▶ **Task statement**:
Output the data below exactly, down to the last character.

▶ **Stored data**:
##########
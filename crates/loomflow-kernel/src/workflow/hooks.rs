//! Lifecycle hooks and checkpoint sink
//!
//! Hooks are observers. They are invoked synchronously at each transition,
//! must not block, and can never fail a run: returned errors and panics are
//! swallowed by [`guard_hook`] and logged.

use super::context::{Checkpoint, ExecutionContext};
use super::error::NodeError;
use super::result::{RunFailure, WorkflowResult};
use super::value::WorkflowValue;
use std::panic::{AssertUnwindSafe, catch_unwind};
use tracing::warn;

// ============================================================================
// WorkflowHooks
// ============================================================================

/// Callbacks fired around node and run transitions.
///
/// Every method defaults to a no-op.
pub trait WorkflowHooks: Send + Sync {
    fn on_node_start(&self, _node: &str, _ctx: &ExecutionContext) -> anyhow::Result<()> {
        Ok(())
    }

    fn on_node_complete(
        &self,
        _node: &str,
        _output: &WorkflowValue,
        _ctx: &ExecutionContext,
    ) -> anyhow::Result<()> {
        Ok(())
    }

    /// Also fired for failures absorbed by a wrapper (Fallback primary,
    /// retried attempts).
    fn on_node_error(
        &self,
        _node: &str,
        _error: &NodeError,
        _ctx: &ExecutionContext,
    ) -> anyhow::Result<()> {
        Ok(())
    }

    /// Fired once when a run reaches `Completed`.
    fn on_complete(&self, _result: &WorkflowResult) -> anyhow::Result<()> {
        Ok(())
    }

    /// Fired once when a run reaches `Failed`.
    fn on_error(&self, _failure: &RunFailure, _ctx: &ExecutionContext) -> anyhow::Result<()> {
        Ok(())
    }
}

/// Hooks that do nothing.
#[derive(Debug, Default, Clone, Copy)]
pub struct NoopHooks;

impl WorkflowHooks for NoopHooks {}

/// Run a hook body, logging (never propagating) errors and panics.
pub fn guard_hook<F>(hook: &str, f: F)
where
    F: FnOnce() -> anyhow::Result<()>,
{
    match catch_unwind(AssertUnwindSafe(f)) {
        Ok(Ok(())) => {}
        Ok(Err(e)) => warn!(hook, error = %e, "workflow hook returned an error"),
        Err(panic) => {
            let msg = panic
                .downcast_ref::<&str>()
                .map(|s| s.to_string())
                .or_else(|| panic.downcast_ref::<String>().cloned())
                .unwrap_or_else(|| "non-string panic payload".to_string());
            warn!(hook, panic = %msg, "workflow hook panicked");
        }
    }
}

// ============================================================================
// CheckpointSink
// ============================================================================

/// Opaque persistence hook. Receives a snapshot between frontiers; the
/// format and storage are up to the implementor.
pub trait CheckpointSink: Send + Sync {
    fn checkpoint(&self, checkpoint: &Checkpoint) -> anyhow::Result<()>;
}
##########
▶ **Task response**:
filename crates/loomflow-kernel/src/workflow/hooks.rs
//! Lifecycle hooks and checkpoint sink
//!
//! Hooks are observers. They are invoked synchronously at each transition,
//! must not block, and can never fail a run: returned errors and panics are
//! swallowed by [`guard_hook`] and logged.

use super::context::{Checkpoint, ExecutionContext};
use super::error::NodeError;
use super::result::{RunFailure, WorkflowResult};
use super::value::WorkflowValue;
use std::panic::{AssertUnwindSafe, catch_unwind};
use tracing::warn;

// ============================================================================
// WorkflowHooks
// ============================================================================

/// Callbacks fired around node and run transitions.
///
/// Every method defaults to a no-op.
pub trait WorkflowHooks: Send + Sync {
    fn on_node_start(&self, _node: &str, _ctx: &ExecutionContext) -> anyhow::Result<()> {
        Ok(())
    }

    fn on_node_complete(
        &self,
        _node: &str,
        _output: &WorkflowValue,
        _ctx: &ExecutionContext,
    ) -> anyhow::Result<()> {
        Ok(())
    }

    /// Also fired for failures absorbed by a wrapper (Fallback primary,
    /// retried attempts).
    fn on_node_error(
        &self,
        _node: &str,
        _error: &NodeError,
        _ctx: &ExecutionContext,
    ) -> anyhow::Result<()> {
        Ok(())
    }

    /// Fired once when a run reaches `Completed`.
    fn on_complete(&self, _result: &WorkflowResult) -> anyhow::Result<()> {
        Ok(())
    }

    /// Fired once when a run reaches `Failed`.
    fn on_error(&self, _failure: &RunFailure, _ctx: &ExecutionContext) -> anyhow::Result<()> {
        Ok(())
    }
}

/// Hooks that do nothing.
#[derive(Debug, Default, Clone, Copy)]
pub struct NoopHooks;

impl WorkflowHooks for NoopHooks {}

/// Run a hook body, logging (never propagating) errors and panics.
pub fn guard_hook<F>(hook: &str, f: F)
where
    F: FnOnce() -> anyhow::Result<()>,
{
    match catch_unwind(AssertUnwindSafe(f)) {
        Ok(Ok(())) => {}
        Ok(Err(e)) => warn!(hook, error = %e, "workflow hook returned an error"),
        Err(panic) => {
            let msg = panic
                .downcast_ref::<&str>()
                .map(|s| s.to_string())
                .or_else(|| panic.downcast_ref::<String>().cloned())
                .unwrap_or_else(|| "non-string panic payload".to_string());
            warn!(hook, panic = %msg, "workflow hook panicked");
        }
    }
}

// ============================================================================
// CheckpointSink
// ============================================================================

/// Opaque persistence hook. Receives a snapshot between frontiers; the
/// format and storage are up to the implementor.
pub trait CheckpointSink: Send + Sync {
    fn checkpoint(&self, checkpoint: &Checkpoint) -> anyhow::Result<()>;
}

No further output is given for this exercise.